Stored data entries
* * * * *

//! Typed specialist outputs.
//!
//! Each role returns its own payload shape. Responses that carry no usable
//! JSON fall back to [`RolePayload::Degraded`] so downstream nodes never see
//! an untyped blob.

use serde::{Deserialize, Serialize};
use serde_json::Value;

use super::types::SpecialistRole;
use crate::utils::extract_json;

#[derive(Debug, Clone, Default, PartialEq, Serialize, Deserialize)]
#[serde(default)]
pub struct ResearchFindings {
    pub summary: String,
    pub key_findings: Vec<String>,
    pub sources: Vec<String>,
}

#[derive(Debug, Clone, Default, PartialEq, Serialize, Deserialize)]
#[serde(default)]
pub struct CodeArtifact {
    pub language: String,
    pub code: String,
    pub explanation: String,
}

#[derive(Debug, Clone, Default, PartialEq, Serialize, Deserialize)]
#[serde(default)]
pub struct ReviewReport {
    pub verdict: String,
    pub issues: Vec<String>,
    pub suggestions: Vec<String>,
}

#[derive(Debug, Clone, Default, PartialEq, Serialize, Deserialize)]
#[serde(default)]
pub struct RiskAssessment {
    pub risk_level: String,
    pub risks: Vec<String>,
    pub mitigations: Vec<String>,
}

#[derive(Debug, Clone, Default, PartialEq, Serialize, Deserialize)]
#[serde(default)]
pub struct GrowthPlan {
    pub opportunities: Vec<String>,
    pub recommendations: Vec<String>,
}

#[derive(Debug, Clone, Default, PartialEq, Serialize, Deserialize)]
#[serde(default)]
pub struct ComplianceReport {
    pub compliant: bool,
    pub regulations: Vec<String>,
    pub violations: Vec<String>,
    pub recommendations: Vec<String>,
}

#[derive(Debug, Clone, PartialEq, Serialize, Deserialize)]
#[serde(tag = "kind", rename_all = "snake_case")]
pub enum RolePayload {
    Research(ResearchFindings),
    Code(CodeArtifact),
    Review(ReviewReport),
    Risk(RiskAssessment),
    Growth(GrowthPlan),
    Compliance(ComplianceReport),
    /// Unparseable response, kept verbatim.
    Degraded { raw_text: String },
    /// No LLM call was made or it failed.
    Unavailable { reason: String },
}

#[derive(Debug, Clone, PartialEq, Serialize, Deserialize)]
pub struct AgentOutput {
    pub role: SpecialistRole,
    pub confidence: f32,
    pub payload: RolePayload,
}

impl AgentOutput {
    /// Parse a raw completion into the role's payload.
    pub fn parse(role: SpecialistRole, text: &str) -> Self {
        let Some(value) = extract_json(text) else {
            return Self::degraded(role, text);
        };

        let confidence = value
            .get("confidence")
            .and_then(Value::as_f64)
            .map(|c| (c as f32).clamp(0.0, 1.0))
            .unwrap_or_else(|| role.degraded_confidence());

        match Self::payload_from(role, value) {
            Ok(payload) => Self { role, confidence, payload },
            Err(_) => Self::degraded(role, text),
        }
    }

    fn payload_from(role: SpecialistRole, value: Value) -> serde_json::Result<RolePayload> {
        Ok(match role {
            SpecialistRole::Researcher => RolePayload::Research(serde_json::from_value(value)?),
            SpecialistRole::Coder => RolePayload::Code(serde_json::from_value(value)?),
            SpecialistRole::Reviewer => RolePayload::Review(serde_json::from_value(value)?),
            SpecialistRole::Risk => RolePayload::Risk(serde_json::from_value(value)?),
            SpecialistRole::Growth => RolePayload::Growth(serde_json::from_value(value)?),
            SpecialistRole::Compliance => RolePayload::Compliance(serde_json::from_value(value)?),
        })
    }

    pub fn degraded(role: SpecialistRole, text: &str) -> Self {
        Self {
            role,
            confidence: role.degraded_confidence(),
            payload: RolePayload::Degraded {
                raw_text: text.to_string(),
            },
        }
    }

    pub fn unavailable(role: SpecialistRole, reason: impl Into<String>) -> Self {
        Self {
            role,
            confidence: 0.0,
            payload: RolePayload::Unavailable { reason: reason.into() },
        }
    }

    pub fn is_usable(&self) -> bool {
        !matches!(self.payload, RolePayload::Unavailable { .. })
    }
}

* * * * *

#### WORK ORDER
Starting at the top of the data above, repeat every line exactly until the line containing "pub struct CodeArtifact" has been given, then stop.

#### THE ANSWER
//! Typed specialist outputs.
//!
//! Each role returns its own payload shape. Responses that carry no usable
//! JSON fall back to [`RolePayload::Degraded`] so downstream nodes never see
//! an untyped blob.

use serde::{Deserialize, Serialize};
use serde_json::Value;

use super::types::SpecialistRole;
use crate::utils::extract_json;

#[derive(Debug, Clone, Default, PartialEq, Serialize, Deserialize)]
#[serde(default)]
pub struct ResearchFindings {
    pub summary: String,
    pub key_findings: Vec<String>,
    pub sources: Vec<String>,
}

#[derive(Debug, Clone, Default, PartialEq, Serialize, Deserialize)]
#[serde(default)]
pub struct CodeArtifact {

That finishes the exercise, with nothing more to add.